Monday, Monday: The State of the Independents and More…

In addition to Sunday’s article in the San Francisco Chronicle, there has been some other media coverage of the Kepler’s story over the past few days. (If you only have time for one story, make it the Chronicle one, though.) David Morrill has an article on Inside Bay Area about the current state of independent bookstores and the resonating effect of Kepler’s closure throughout the bookselling world. Morrill’s article describes a clear opposition between independents and the big chains. Taking a contrarian view, Rhett Butler offers the idea that independent stores could profit by teaming up with Amazon. Gilles d’Aymery argues, rightly, that customers should and will order online, but that they should do so from their local bookstore. If and when Kepler’s reopens, will offer local same day delivery. Not even Amazon can give you that. Also in the news, The San Mateo County Times published an interview with me.

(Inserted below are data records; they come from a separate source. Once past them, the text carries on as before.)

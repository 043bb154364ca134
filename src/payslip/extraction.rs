use std::sync::Arc;
use tokio::task::JoinError;

use super::indexer::PayslipIndexer;
use crate::document::{prepare, DocumentError, PayslipInput, UploadedFile};
use crate::error::Result;
use crate::models::ExtractedPayslip;
use crate::prompts::PromptConfig;
use crate::providers::{parse_json_reply, CompletionProvider};

/// Reads payslip data out of an uploaded PDF or image with the chat model.
#[derive(Clone)]
pub struct PayslipExtractor {
    llm: Arc<dyn CompletionProvider>,
    indexer: PayslipIndexer,
    prompts: Arc<PromptConfig>,
}

impl PayslipExtractor {
    pub fn new(
        llm: Arc<dyn CompletionProvider>,
        indexer: PayslipIndexer,
        prompts: Arc<PromptConfig>,
    ) -> Self {
        Self {
            llm,
            indexer,
            prompts,
        }
    }

    pub async fn extract(&self, upload: &UploadedFile) -> Result<ExtractedPayslip> {
        let input = {
            let upload = upload.clone();
            tokio::task::spawn_blocking(move || prepare(&upload))
                .await
                .map_err(processing_aborted)??
        };

        let reply = match input {
            PayslipInput::Image(png) => {
                log::debug!("Extracting payslip '{}' from image", upload.file_name);
                self.llm
                    .complete_with_image(
                        &self.prompts.system_extraction,
                        &self.prompts.user_extraction,
                        &png,
                    )
                    .await?
            }
            PayslipInput::Text(text) => {
                log::debug!(
                    "Extracting payslip '{}' from {} characters of PDF text",
                    upload.file_name,
                    text.chars().count()
                );
                let prompt = format!(
                    "{}\n\nPayslip text:\n{}",
                    self.prompts.user_extraction, text
                );
                self.llm
                    .complete(&self.prompts.system_extraction, &prompt)
                    .await?
            }
        };

        Ok(parse_json_reply::<ExtractedPayslip>(&reply)?)
    }

    /// Extracts and indexes. Indexing failures are logged and do not fail
    /// the extraction.
    pub async fn extract_and_index(&self, upload: &UploadedFile) -> Result<ExtractedPayslip> {
        let payslip = self.extract(upload).await?;

        match self
            .indexer
            .index(&payslip, &upload.file_name, &upload.bytes)
            .await
        {
            Ok(ids) => log::info!(
                "Successfully indexed payslip from file '{}'. Created {} document entries with IDs: {:?}",
                upload.file_name,
                ids.len(),
                ids
            ),
            Err(e) => log::error!(
                "Failed to index payslip from file '{}': {}",
                upload.file_name,
                e
            ),
        }

        Ok(payslip)
    }
}

fn processing_aborted(err: JoinError) -> DocumentError {
    DocumentError::Pdf(format!("document processing aborted: {}", err))
}
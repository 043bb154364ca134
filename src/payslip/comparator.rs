use rust_decimal::Decimal;
use uuid::Uuid;

use crate::models::{
    month_key, Benefit, BenefitChange, ComparisonResult, ExtractedPayslip, FieldChange,
};

pub const ADDED: &str = "ADDED";
pub const REMOVED: &str = "REMOVED";
const AMOUNT_CHANGED: &str = "AMOUNT_CHANGED";
const DIRECTION_CHANGED: &str = "DIRECTION_CHANGED";
const TAXABLE_CHANGED: &str = "TAXABLE_CHANGED";

type FieldGetter = fn(&ExtractedPayslip) -> Option<Decimal>;

const FIELDS: &[(&str, &str, FieldGetter)] = &[
    ("baseMonthlySalary", "Base monthly salary", |p: &ExtractedPayslip| {
        p.employment.as_ref().and_then(|e| e.base_monthly_salary)
    }),
    ("gross", "Gross pay", |p: &ExtractedPayslip| p.financial.as_ref().and_then(|f| f.gross)),
    ("taxable", "Taxable pay", |p: &ExtractedPayslip| {
        p.financial.as_ref().and_then(|f| f.taxable)
    }),
    ("socialSecurity", "Social security (RSZ)", |p: &ExtractedPayslip| {
        p.financial.as_ref().and_then(|f| f.social_security)
    }),
    ("withholdingTax", "Withholding tax", |p: &ExtractedPayslip| {
        p.financial.as_ref().and_then(|f| f.withholding_tax)
    }),
    ("net", "Net pay", |p: &ExtractedPayslip| p.financial.as_ref().and_then(|f| f.net)),
    ("mealVoucherEmployer", "Meal vouchers (employer contribution)", |p: &ExtractedPayslip| {
        p.extras
            .as_ref()
            .and_then(|x| x.meal_voucher_contribution_employer)
    }),
    ("mealVoucherEmployee", "Meal vouchers (employee contribution)", |p: &ExtractedPayslip| {
        p.extras
            .as_ref()
            .and_then(|x| x.meal_voucher_contribution_employee)
    }),
    ("mealVoucherCount", "Meal voucher count", |p: &ExtractedPayslip| {
        p.extras
            .as_ref()
            .and_then(|x| x.meal_voucher_count)
            .map(Decimal::from)
    }),
];

/// Field-by-field and benefit-by-benefit differences between two payslips.
/// Identifiers are taken from `current`.
pub fn compare_payslips(previous: &ExtractedPayslip, current: &ExtractedPayslip) -> ComparisonResult {
    let field_changes = FIELDS
        .iter()
        .filter_map(|(name, description, get)| {
            let previous_value = get(previous).unwrap_or_default();
            let current_value = get(current).unwrap_or_default();
            (previous_value != current_value).then(|| FieldChange {
                field_name: name.to_string(),
                description: description.to_string(),
                previous_value,
                current_value,
                delta: current_value - previous_value,
            })
        })
        .collect();

    ComparisonResult {
        employee_number: current.employee_number(),
        national_id: current.national_id(),
        employer_number: current.employer_number(),
        previous_month_key: month_key(previous.period.as_ref().and_then(|p| p.period_start)),
        current_month_key: month_key(current.period.as_ref().and_then(|p| p.period_start)),
        field_changes,
        benefit_changes: compare_benefits(previous.benefits(), current.benefits()),
    }
}

fn benefit_key(benefit: &Benefit) -> String {
    benefit
        .code
        .as_deref()
        .filter(|code| !code.trim().is_empty())
        .or(benefit.label.as_deref())
        .map(str::to_string)
        .unwrap_or_else(|| Uuid::new_v4().to_string())
}

/// Later duplicates replace earlier ones but keep the first position.
fn key_benefits(benefits: &[Benefit]) -> Vec<(String, &Benefit)> {
    let mut keyed: Vec<(String, &Benefit)> = Vec::new();
    for benefit in benefits {
        let key = benefit_key(benefit);
        match keyed.iter_mut().find(|(k, _)| *k == key) {
            Some(slot) => slot.1 = benefit,
            None => keyed.push((key, benefit)),
        }
    }
    keyed
}

fn lookup<'a>(keyed: &[(String, &'a Benefit)], key: &str) -> Option<&'a Benefit> {
    keyed.iter().find(|(k, _)| k == key).map(|(_, b)| *b)
}

fn compare_benefits(previous: &[Benefit], current: &[Benefit]) -> Vec<BenefitChange> {
    let previous = key_benefits(previous);
    let current = key_benefits(current);
    let mut keys: Vec<&str> = previous.iter().map(|(k, _)| k.as_str()).collect();
    for (key, _) in &current {
        if !keys.contains(&key.as_str()) {
            keys.push(key);
        }
    }

    let mut changes = Vec::new();
    for key in keys {
        match (lookup(&previous, key), lookup(&current, key)) {
            (None, Some(curr)) => changes.push(BenefitChange {
                code: curr.code.clone(),
                label: curr.label.clone(),
                category: curr.category.clone(),
                change_type: ADDED.to_string(),
                current_amount: curr.amount,
                current_direction: curr.direction.clone(),
                current_taxable: Some(curr.taxable.unwrap_or(false)),
                ..Default::default()
            }),
            (Some(prev), None) => changes.push(BenefitChange {
                code: prev.code.clone(),
                label: prev.label.clone(),
                category: prev.category.clone(),
                change_type: REMOVED.to_string(),
                previous_amount: prev.amount,
                previous_direction: prev.direction.clone(),
                previous_taxable: Some(prev.taxable.unwrap_or(false)),
                ..Default::default()
            }),
            (Some(prev), Some(curr)) => {
                let kinds: Vec<&str> = [
                    (
                        prev.amount.unwrap_or_default() != curr.amount.unwrap_or_default(),
                        AMOUNT_CHANGED,
                    ),
                    (
                        prev.direction.as_deref().unwrap_or("")
                            != curr.direction.as_deref().unwrap_or(""),
                        DIRECTION_CHANGED,
                    ),
                    (
                        prev.taxable.unwrap_or(false) != curr.taxable.unwrap_or(false),
                        TAXABLE_CHANGED,
                    ),
                ]
                .into_iter()
                .filter_map(|(changed, kind)| changed.then_some(kind))
                .collect();

                if !kinds.is_empty() {
                    changes.push(BenefitChange {
                        code: curr.code.clone(),
                        label: curr.label.clone(),
                        category: curr.category.clone(),
                        change_type: kinds.join("+"),
                        previous_amount: prev.amount,
                        current_amount: curr.amount,
                        previous_direction: prev.direction.clone(),
                        current_direction: curr.direction.clone(),
                        previous_taxable: Some(prev.taxable.unwrap_or(false)),
                        current_taxable: Some(curr.taxable.unwrap_or(false)),
                    });
                }
            }
            (None, None) => {}
        }
    }
    changes
}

If you haven’t written a letter to the Tan Group yet, now is the time to do so. Their cooperation in renegotiating Clark Kepler’s lease on the Menlo Center space is essential if the store is to reopen there. Again, the address for the Tan Group is: Tan Group: 3630 El Camino Real, Palo Alto, CA 94306.

Finally, if you are not yet on our mailing list, send us an email. After all, why wallow? Why wait?

Update: KQED’s Forum with Michael Krasny did a show about Kepler’s and independent bookstores. Krasny’s guests included Clark Kepler and Andy Ross, the owner of Cody’s books in Berkeley. This show is required listening for people who are concerned about independent bookstores. If you have iTunes, you can click here for Forum’s podcast directory. Otherwise, you can click here.


  1. Anneliese

    Just saw some new books out and first thought was to pick them up tonight at Kepler’s as I have a doctor appointment in Menlo Park.
    Reality soon followed – I will make a list of things to buy once Kepler’s re-opens.

  2. Guy Tiphane

    I know that Rhett Butler’s view that stores could “partner” with amazon sounds logical at first, but how could the bookstore stock books in the hope that customers would look the other way when they see the amazon terminal offering the same book for less? The result: books for browsing that nobody would buy because they end up damaged (same as the magazines the people peruse and don’t buy).

    amazon was not making money by cutting prices on books, so they cut prices on all sorts of other things. Buy more, pay less. Even Harry Potter didn’t have the decency of avoiding discount stores.

    I guess I don’t have a solution. If we talk about a “community bookstore” the community has to stop playing cheap, reading books and magazines for free, and then complaining that Kepler’s doesn’t stock the book they were looking for. It’s like going to the only movie theatre remaining in Menlo Park (Guild) with your own snacks. Or… going to an author’s event at Kepler’s and ask the author to sign a book you bought at Costco.

  3. Janet Hallock

    Neil Gaiman is an extremely popular and talented author who was scheduled to appear at Kepler’s later this month (his new book is “Anansi Boys”). I was planning to come, buy books, and bring friends to buy more books. It’s a disappointment, on top of the tragedy of the store closing.

    I suggested that he might consider appearing in Menlo Park–SOMEwhere–as a fundraising event to help reopen the store.

    I’ve just sent an email to him asking him to do this. Who knows. He’s a terrific author and very generous in many ways — CBLDF, destitute author friends, and charities that he regularly mentions in his online journal, urging his readers to contribute. And I know he’s still coming to this area (San Francisco & East Bay).

  4. Scottie Zimmerman

    I had a really bad Amazon experience; paid $28 for a VHS tape of “Year of the Horse” (Neil Young and Jim Jarmusch). The 3rd party vendor, from Quebec, sent me an edition with French subtitles, in spite of my clear request for a plain English version, no subtitles. When I sent the tape back to them (already paid for), they claimed it never arrived. The final insult, however, was that Amazon would NOT let me post the info as a review of the vendor. No more $$ to Amazon from me….

    I frequently order books online from Kepler’s and pick them up when they come in. Easy to do. My most recent order, for two books of poetry, has not arrived yet. I’m keeping my fingers crossed.